The men rushed to salvage their belongings, but when another storm engulfed the disaster in January, most of their food and coal disappeared with it.
They escape over the ice, build a camp, and do the daily work of survival, but not before setting up an observatory and setting up all their scientific instruments.
Days of bleeding turned into weeks, months, and seasons as they kept hoping for redemption. The few remaining conditions were exhausted. They lived on walrus and bear. All the while, they kept checking. It kept their spirits up, this stubborn, hard work of painting a picture of that unknown world with numbers and figures to reveal its full face.
In what seems to be a miracle in the history of polar exploration, only one in thirty-five men would die in the twenty months they spent as prisoners of the ice.

Although their time in the Arctic has been relegated to the sidelines of history as a failed expedition in terms of the sponsor's stated goal of reaching the North Pole, I see it as a triumph of both science and the human spirit.
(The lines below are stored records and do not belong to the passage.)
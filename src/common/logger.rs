// SPDX-License-Identifier: GPL-2.0-or-later

use std::sync::Arc;

/// Severity of a log message.
#[derive(Clone, Copy, Debug, Hash, PartialEq, Eq)]
pub enum LogLevel {
    Error,
    Warning,
    Info,
    Debug,
}

#[derive(Clone, Debug)]
pub struct LogEntry {
    pub level: LogLevel,
    pub source: &'static str,
    pub message: String,
}

impl LogEntry {
    #[must_use]
    pub fn new(level: LogLevel, source: &'static str, message: String) -> Self {
        Self {
            level,
            source,
            message,
        }
    }
}

pub type ArcLogger = Arc<dyn ILogger + Send + Sync>;

pub trait ILogger {
    fn log(&self, entry: LogEntry);
}

pub struct DummyLogger;

impl DummyLogger {
    #[must_use]
    pub fn new() -> Arc<Self> {
        Arc::new(Self {})
    }
}

impl ILogger for DummyLogger {
    fn log(&self, _: LogEntry) {}
}

// A lighter-weight logging handle scoped to one handler instance, used for
// a handler's own lenient-mode diagnostics rather than the pipeline-wide
// feed.
pub type ArcMsgLogger = Arc<dyn MsgLogger + Send + Sync>;

pub trait MsgLogger {
    fn log(&self, level: LogLevel, msg: &str);
}

pub struct DummyMsgLogger;

impl MsgLogger for DummyMsgLogger {
    fn log(&self, _: LogLevel, _: &str) {}
}

#[must_use]
pub fn new_dummy_msg_logger() -> ArcMsgLogger {
    Arc::new(DummyMsgLogger {})
}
While winning is a finite game, played for the joy of winning, curiosity is a never-ending game, played for fun, in Richard Feynman's beloved phrase. The test in the work of learning is always greater and more enduring than the test in the service of nailing the flag on behalf of the ruler, because the work of knowledge is inexhaustible and has an endless reward. (“The world of education is vast, and the power of the human soul is limited!” wrote the pioneering astrologer Maria Mitchell the year Anthony Fiala was born. “We reach out and suppress every emotion, but hold only a thin curtain that hides the infinite from us.”)
Two years after their rescue, the main scientist of this expedition – William J. Peters, whose basic research on geomagnetism created the current understanding of the Earth's magnetosphere – published a 630-page report of their scientific results. Fiala himself wrote the introduction, encouraging the reader to imagine the conditions, which many of us cannot imagine, in which the work was done – a plea that sounds like a small manifesto of the living scientific spirit:
The difficulties encountered in carrying out the work in the northern regions must be met in order to be properly appreciated. Storms are more common in winter, and observers, on their way to and from observatories and instrument shelters, often have to crawl on their hands and knees in the face of strong winds, drifting snow particles, low temperatures, and winter darkness. The sincere and unselfish cooperation of all concerned is amply demonstrated by the execution of the great detail work reported in this volume.
Among the endless tables of astronomical, meteorological, and oceanographic data is a series of careful observations of the aurora borealis lasting several months – a landmark contribution to the science of the magic of our planet. Three nights – December 23, 1903, January 2, 1904, and January 23, 1904 – appear as a series of breath-taking plates that capture both the drama and subtlety of the Northern Lights.





Couple that with Frederick Cook's moving account of surviving an icy captivity elsewhere, and revisit the science of how the aurora borealis casts its spell.